[Stored data]
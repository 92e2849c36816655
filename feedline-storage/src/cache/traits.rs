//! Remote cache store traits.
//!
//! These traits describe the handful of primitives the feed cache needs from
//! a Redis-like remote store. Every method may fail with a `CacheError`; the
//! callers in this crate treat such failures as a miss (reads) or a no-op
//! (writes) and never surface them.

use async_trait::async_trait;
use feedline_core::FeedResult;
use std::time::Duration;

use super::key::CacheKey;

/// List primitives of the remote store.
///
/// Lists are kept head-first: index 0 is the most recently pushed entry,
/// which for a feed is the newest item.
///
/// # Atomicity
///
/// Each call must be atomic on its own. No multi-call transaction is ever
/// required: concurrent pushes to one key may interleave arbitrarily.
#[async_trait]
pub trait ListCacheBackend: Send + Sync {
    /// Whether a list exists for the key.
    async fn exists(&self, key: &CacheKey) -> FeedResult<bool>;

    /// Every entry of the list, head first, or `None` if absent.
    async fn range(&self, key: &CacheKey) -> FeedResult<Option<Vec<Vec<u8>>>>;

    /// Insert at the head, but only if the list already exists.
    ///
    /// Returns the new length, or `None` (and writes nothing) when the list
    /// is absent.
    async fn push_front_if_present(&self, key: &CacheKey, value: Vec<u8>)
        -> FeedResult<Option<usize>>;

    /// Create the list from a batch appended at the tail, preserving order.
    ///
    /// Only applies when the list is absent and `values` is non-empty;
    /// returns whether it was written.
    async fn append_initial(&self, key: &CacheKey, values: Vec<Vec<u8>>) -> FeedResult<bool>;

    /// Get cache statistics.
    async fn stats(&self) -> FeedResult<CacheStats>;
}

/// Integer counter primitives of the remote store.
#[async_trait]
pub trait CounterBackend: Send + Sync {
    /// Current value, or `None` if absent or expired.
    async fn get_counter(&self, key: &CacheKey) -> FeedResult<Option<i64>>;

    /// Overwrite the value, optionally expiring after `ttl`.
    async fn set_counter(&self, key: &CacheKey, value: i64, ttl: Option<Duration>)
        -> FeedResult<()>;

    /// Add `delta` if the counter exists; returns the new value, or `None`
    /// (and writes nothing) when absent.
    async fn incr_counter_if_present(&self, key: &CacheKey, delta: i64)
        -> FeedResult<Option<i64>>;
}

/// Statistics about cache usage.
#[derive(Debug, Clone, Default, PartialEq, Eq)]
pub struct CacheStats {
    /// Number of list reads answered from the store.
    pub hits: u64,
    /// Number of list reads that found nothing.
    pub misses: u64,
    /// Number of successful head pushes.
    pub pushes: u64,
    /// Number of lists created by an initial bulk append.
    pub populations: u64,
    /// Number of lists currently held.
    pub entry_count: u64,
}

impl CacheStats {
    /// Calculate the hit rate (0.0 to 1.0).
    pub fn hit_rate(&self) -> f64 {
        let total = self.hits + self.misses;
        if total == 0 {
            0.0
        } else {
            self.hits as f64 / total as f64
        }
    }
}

==

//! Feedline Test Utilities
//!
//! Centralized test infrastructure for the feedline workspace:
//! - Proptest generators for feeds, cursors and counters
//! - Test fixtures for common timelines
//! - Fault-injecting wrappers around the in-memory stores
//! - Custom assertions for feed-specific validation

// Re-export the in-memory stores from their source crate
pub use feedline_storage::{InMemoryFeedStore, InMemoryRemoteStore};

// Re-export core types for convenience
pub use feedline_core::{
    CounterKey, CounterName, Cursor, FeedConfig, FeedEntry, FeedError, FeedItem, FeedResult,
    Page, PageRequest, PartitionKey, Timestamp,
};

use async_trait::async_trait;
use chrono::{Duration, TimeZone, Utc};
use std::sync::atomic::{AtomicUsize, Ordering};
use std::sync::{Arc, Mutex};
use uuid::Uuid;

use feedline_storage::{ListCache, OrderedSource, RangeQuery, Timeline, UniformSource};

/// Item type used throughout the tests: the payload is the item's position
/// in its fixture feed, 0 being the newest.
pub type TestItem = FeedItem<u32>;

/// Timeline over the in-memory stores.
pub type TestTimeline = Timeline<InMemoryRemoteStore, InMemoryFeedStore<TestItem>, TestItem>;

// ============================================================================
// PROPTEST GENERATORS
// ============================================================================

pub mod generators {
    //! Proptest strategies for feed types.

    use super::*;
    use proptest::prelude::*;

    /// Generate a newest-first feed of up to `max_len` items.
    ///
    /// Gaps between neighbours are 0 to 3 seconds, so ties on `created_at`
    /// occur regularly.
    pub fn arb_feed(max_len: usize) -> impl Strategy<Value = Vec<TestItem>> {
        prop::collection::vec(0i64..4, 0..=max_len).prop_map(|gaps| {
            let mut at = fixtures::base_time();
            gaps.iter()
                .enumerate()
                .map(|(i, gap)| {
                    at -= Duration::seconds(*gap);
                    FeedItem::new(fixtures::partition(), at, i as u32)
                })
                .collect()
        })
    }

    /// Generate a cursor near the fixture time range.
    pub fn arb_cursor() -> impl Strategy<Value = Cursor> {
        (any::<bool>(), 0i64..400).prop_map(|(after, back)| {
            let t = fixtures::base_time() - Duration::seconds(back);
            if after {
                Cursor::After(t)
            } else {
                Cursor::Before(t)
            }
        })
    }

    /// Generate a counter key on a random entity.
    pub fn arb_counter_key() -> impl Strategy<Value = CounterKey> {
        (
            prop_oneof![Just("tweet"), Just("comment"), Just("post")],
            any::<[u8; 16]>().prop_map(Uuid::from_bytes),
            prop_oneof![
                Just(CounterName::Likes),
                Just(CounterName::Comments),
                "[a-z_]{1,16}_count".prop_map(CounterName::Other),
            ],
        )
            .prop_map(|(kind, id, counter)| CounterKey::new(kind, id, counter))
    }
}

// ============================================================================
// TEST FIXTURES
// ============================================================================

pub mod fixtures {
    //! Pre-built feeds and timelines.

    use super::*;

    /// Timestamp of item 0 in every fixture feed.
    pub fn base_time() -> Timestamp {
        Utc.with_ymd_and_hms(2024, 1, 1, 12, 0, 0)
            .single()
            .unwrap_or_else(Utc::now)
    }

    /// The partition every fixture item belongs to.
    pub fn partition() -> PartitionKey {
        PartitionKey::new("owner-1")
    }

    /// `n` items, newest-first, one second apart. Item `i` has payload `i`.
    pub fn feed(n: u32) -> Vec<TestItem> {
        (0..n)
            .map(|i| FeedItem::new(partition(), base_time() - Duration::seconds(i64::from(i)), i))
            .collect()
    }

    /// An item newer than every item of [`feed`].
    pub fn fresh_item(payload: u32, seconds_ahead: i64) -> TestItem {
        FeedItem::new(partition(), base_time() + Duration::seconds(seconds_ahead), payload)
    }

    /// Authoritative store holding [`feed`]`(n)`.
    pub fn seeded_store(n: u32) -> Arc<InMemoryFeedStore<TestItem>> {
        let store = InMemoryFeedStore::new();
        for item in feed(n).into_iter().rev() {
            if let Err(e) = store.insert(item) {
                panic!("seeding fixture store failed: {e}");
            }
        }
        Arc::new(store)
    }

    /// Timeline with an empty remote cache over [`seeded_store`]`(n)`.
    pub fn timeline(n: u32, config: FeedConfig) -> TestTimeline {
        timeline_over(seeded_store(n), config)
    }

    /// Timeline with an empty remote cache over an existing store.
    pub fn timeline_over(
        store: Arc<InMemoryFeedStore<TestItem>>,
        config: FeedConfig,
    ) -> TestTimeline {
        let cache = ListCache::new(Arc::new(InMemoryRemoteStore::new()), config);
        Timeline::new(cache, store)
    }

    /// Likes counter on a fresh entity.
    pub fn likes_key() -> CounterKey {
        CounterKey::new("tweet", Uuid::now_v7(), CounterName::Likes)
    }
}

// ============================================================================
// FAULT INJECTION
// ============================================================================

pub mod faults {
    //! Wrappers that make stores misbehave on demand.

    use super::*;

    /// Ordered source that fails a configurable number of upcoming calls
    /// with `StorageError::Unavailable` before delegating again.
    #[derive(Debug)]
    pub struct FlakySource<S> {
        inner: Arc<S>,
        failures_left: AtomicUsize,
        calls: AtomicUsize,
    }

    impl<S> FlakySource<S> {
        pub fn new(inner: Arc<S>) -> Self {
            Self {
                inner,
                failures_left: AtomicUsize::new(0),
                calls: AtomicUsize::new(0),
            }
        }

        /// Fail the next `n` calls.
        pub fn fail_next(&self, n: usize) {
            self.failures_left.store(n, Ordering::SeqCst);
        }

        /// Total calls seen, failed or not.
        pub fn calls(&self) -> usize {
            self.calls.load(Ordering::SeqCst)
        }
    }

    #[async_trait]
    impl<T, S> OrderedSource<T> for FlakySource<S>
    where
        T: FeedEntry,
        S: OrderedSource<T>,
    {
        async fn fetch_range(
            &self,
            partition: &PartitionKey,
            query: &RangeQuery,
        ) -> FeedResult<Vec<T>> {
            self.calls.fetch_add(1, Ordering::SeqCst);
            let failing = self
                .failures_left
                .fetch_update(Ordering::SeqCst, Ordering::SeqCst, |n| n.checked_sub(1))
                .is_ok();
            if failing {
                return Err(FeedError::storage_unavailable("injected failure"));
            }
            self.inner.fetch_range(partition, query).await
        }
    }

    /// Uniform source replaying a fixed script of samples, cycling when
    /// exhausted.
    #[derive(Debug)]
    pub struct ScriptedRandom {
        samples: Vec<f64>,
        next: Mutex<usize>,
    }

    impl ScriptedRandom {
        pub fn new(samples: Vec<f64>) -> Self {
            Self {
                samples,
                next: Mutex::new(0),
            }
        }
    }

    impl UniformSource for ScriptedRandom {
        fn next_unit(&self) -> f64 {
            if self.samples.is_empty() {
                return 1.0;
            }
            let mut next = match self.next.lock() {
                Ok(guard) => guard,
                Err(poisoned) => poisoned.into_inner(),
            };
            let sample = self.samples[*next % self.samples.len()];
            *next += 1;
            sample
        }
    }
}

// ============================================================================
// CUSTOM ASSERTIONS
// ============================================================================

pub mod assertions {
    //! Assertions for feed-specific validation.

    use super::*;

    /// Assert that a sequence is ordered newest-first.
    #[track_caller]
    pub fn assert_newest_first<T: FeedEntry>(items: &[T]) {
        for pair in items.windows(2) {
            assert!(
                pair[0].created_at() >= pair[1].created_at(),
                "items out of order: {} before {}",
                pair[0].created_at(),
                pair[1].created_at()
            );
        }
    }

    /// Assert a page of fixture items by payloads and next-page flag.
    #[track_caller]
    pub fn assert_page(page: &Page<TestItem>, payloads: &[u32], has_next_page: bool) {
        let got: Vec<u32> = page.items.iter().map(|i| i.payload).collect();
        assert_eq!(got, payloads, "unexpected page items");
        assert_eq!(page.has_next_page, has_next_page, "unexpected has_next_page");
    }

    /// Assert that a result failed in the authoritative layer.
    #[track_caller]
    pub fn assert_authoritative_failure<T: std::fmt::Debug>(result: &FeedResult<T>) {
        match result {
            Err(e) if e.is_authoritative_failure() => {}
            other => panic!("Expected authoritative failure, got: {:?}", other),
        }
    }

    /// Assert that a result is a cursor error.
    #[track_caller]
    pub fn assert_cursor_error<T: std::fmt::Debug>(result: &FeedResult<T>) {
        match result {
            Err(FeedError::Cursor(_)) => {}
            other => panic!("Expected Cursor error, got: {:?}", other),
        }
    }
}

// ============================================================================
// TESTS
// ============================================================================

Problem to work on
Reproduce every line in the records above that contains the word "FeedError".

Task solution
    CounterKey, CounterName, Cursor, FeedConfig, FeedEntry, FeedError, FeedItem, FeedResult,
                return Err(FeedError::storage_unavailable("injected failure"));
            Err(FeedError::Cursor(_)) => {}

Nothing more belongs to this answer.